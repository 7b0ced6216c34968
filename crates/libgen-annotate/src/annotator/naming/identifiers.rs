use std::{
  collections::{BTreeSet, HashSet},
  sync::LazyLock,
};

use any_ascii::any_ascii;
use inflections::Inflect;
use regex::Regex;

/// Keywords in use by the language. `self` is handled separately.
const STRICT_KEYWORDS: &[&str] = &[
  "as", "async", "await", "break", "const", "continue", "crate", "dyn", "else", "enum", "extern", "false", "fn", "for",
  "if", "impl", "in", "let", "loop", "match", "mod", "move", "mut", "pub", "ref", "return", "static", "struct",
  "super", "trait", "true", "type", "unsafe", "use", "where", "while",
];

/// Keywords reserved for future use, plus edition keywords.
const RESERVED_KEYWORDS: &[&str] = &[
  "abstract", "become", "box", "do", "final", "gen", "macro", "override", "priv", "try", "typeof", "unsized",
  "virtual", "yield",
];

static KEYWORDS: LazyLock<HashSet<&str>> =
  LazyLock::new(|| STRICT_KEYWORDS.iter().chain(RESERVED_KEYWORDS).copied().collect());

/// Type names that would shadow a prelude item or keyword in generated modules.
static RESERVED_PASCAL_CASE: LazyLock<HashSet<&str>> = LazyLock::new(|| {
  [
    "Clone", "Copy", "Display", "Option", "Result", "Self", "Send", "Sync", "Type", "Vec",
  ]
  .into_iter()
  .collect()
});

const RAW_PREFIX: &str = "r#";
const RESERVED_TYPE_SUFFIX: &str = "Type";

static INVALID_CHARS_RE: LazyLock<Regex> = LazyLock::new(|| Regex::new(r"[^A-Za-z0-9_]+").unwrap());
static MULTI_UNDERSCORE_RE: LazyLock<Regex> = LazyLock::new(|| Regex::new(r"_+").unwrap());

/// Transliterates to ASCII, replaces invalid characters with underscores, collapses
/// consecutive underscores, and trims leading and trailing underscores.
pub(crate) fn sanitize(input: &str) -> String {
  if input.is_empty() {
    return String::new();
  }

  let ascii = any_ascii(input);
  let replaced = INVALID_CHARS_RE.replace_all(&ascii, "_");
  let collapsed = MULTI_UNDERSCORE_RE.replace_all(&replaced, "_");

  collapsed.trim_matches('_').to_string()
}

fn strip_raw_prefix(name: &str) -> &str {
  name.strip_prefix(RAW_PREFIX).unwrap_or(name)
}

/// Ensures a name is unique within a set of used names, appending a numeric suffix if needed.
pub(crate) fn ensure_unique(base_name: &str, used_names: &BTreeSet<String>) -> String {
  if !used_names.contains(base_name) {
    return base_name.to_string();
  }
  let mut i = 2;
  loop {
    let new_name = format!("{base_name}{i}");
    if !used_names.contains(&new_name) {
      return new_name;
    }
    i += 1;
  }
}

/// Converts a name into `snake_case` without keyword mangling.
///
/// Used where the identifier is always combined with a prefix, like setter
/// names (`set_type`), so a keyword can never appear on its own.
pub(crate) fn to_snake_no_mangling(name: &str) -> String {
  let mut ident = sanitize(strip_raw_prefix(name)).to_snake_case();
  if ident.is_empty() {
    return "_".to_string();
  }
  prefix_if_digit_start(&mut ident, '_');
  ident
}

/// Converts a string into a valid Rust field, method, or module name (`snake_case`).
///
/// # Rules:
/// 1. A raw identifier prefix (`r#`) on the input is ignored, so the conversion is idempotent.
/// 2. Sanitizes the base string and converts to `snake_case`.
/// 3. `self` becomes `self_`.
/// 4. Other keywords get a raw identifier prefix (`r#`).
/// 5. A leading digit is prefixed with `_`; an empty result becomes `_`.
pub(crate) fn to_rust_field_name(name: &str) -> String {
  let ident = to_snake_no_mangling(name);

  if ident == "self" {
    return "self_".to_string();
  }

  if KEYWORDS.contains(ident.as_str()) {
    return format!("{RAW_PREFIX}{ident}");
  }

  ident
}

/// Converts a string into a valid Rust type name (`PascalCase`).
///
/// # Rules:
/// 1. If the input already has mixed case (both upper and lowercase, no separators), preserve capitalization.
/// 2. Otherwise, sanitizes the base string and converts to `PascalCase` using word boundaries.
/// 3. Names that shadow prelude types get a `Type` suffix.
/// 4. A leading digit is prefixed with `T`; an empty result becomes `Unnamed`.
pub(crate) fn to_rust_type_name(name: &str) -> String {
  let name = strip_raw_prefix(name);

  let has_separators = name.contains(['-', '_', '.', ' ']);
  let has_upper = name.chars().any(|c| c.is_ascii_uppercase());
  let has_lower = name.chars().any(|c| c.is_ascii_lowercase());
  let appears_mixed_case = !has_separators && has_upper && has_lower;

  let ascii = any_ascii(name);
  let mut ident: String = if appears_mixed_case {
    let cleaned: String = ascii.chars().filter(char::is_ascii_alphanumeric).collect();
    let mut chars = cleaned.chars();
    match chars.next() {
      None => String::new(),
      Some(first) => first.to_uppercase().collect::<String>() + chars.as_str(),
    }
  } else {
    let joined: String = split_words(&ascii).into_iter().map(capitalize).collect();
    // Single-letter words join into an all-caps run ("a_b" -> "AB"), which
    // would read as one word next time. Settle on that reading now.
    if joined.chars().any(|c| c.is_ascii_lowercase()) {
      joined
    } else {
      split_words(&joined).into_iter().map(capitalize).collect()
    }
  };

  if ident.is_empty() {
    return "Unnamed".to_string();
  }

  if RESERVED_PASCAL_CASE.contains(ident.as_str()) {
    ident.push_str(RESERVED_TYPE_SUFFIX);
  }

  prefix_if_digit_start(&mut ident, 'T');
  ident
}

/// Converts a string into a `SCREAMING_SNAKE_CASE` constant name.
pub(crate) fn to_rust_const_name(input: &str) -> String {
  let sanitized = sanitize(input);
  if sanitized.is_empty() {
    return "UNNAMED".to_string();
  }

  let mut ident = sanitized.to_constant_case();
  prefix_if_digit_start(&mut ident, '_');
  ident
}

/// Cargo feature name for a service (`SecretManagerService` -> `secret-manager-service`).
pub(crate) fn to_feature_name(name: &str) -> String {
  to_snake_no_mangling(name).trim_start_matches('_').replace('_', "-")
}

/// The identifier a crate is referenced by in Rust code (`google-cloud-wkt` -> `google_cloud_wkt`).
pub(crate) fn to_crate_namespace(crate_name: &str) -> String {
  crate_name.replace('-', "_")
}

fn prefix_if_digit_start(ident: &mut String, prefix: char) {
  if ident.starts_with(|c: char| c.is_ascii_digit()) {
    ident.insert(0, prefix);
  }
}

/// Splits ASCII text into words at non-alphanumeric characters and case
/// boundaries: `displayName` is `display`, `Name` and `HTTPServer` is `HTTP`, `Server`.
fn split_words(ascii: &str) -> Vec<&str> {
  let bytes = ascii.as_bytes();
  let mut words = vec![];
  let mut start: Option<usize> = None;

  for (i, byte) in bytes.iter().enumerate() {
    if !byte.is_ascii_alphanumeric() {
      if let Some(begin) = start.take() {
        words.push(&ascii[begin..i]);
      }
      continue;
    }
    let Some(begin) = start else {
      start = Some(i);
      continue;
    };
    let after_lower = bytes[i - 1].is_ascii_lowercase();
    let before_lower = bytes.get(i + 1).is_some_and(u8::is_ascii_lowercase);
    if byte.is_ascii_uppercase() && (after_lower || before_lower) {
      words.push(&ascii[begin..i]);
      start = Some(i);
    }
  }
  if let Some(begin) = start {
    words.push(&ascii[begin..]);
  }
  words
}

fn capitalize(word: &str) -> String {
  let mut chars = word.chars();
  match chars.next() {
    Some(first) => first.to_ascii_uppercase().to_string() + &chars.as_str().to_ascii_lowercase(),
    None => String::new(),
  }
}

________

Task to complete. In the entries above, find lines with "prefixed" and copy each.

Exercise answer.
/// 5. A leading digit is prefixed with `_`; an empty result becomes `_`.
/// 4. A leading digit is prefixed with `T`; an empty result becomes `Unnamed`.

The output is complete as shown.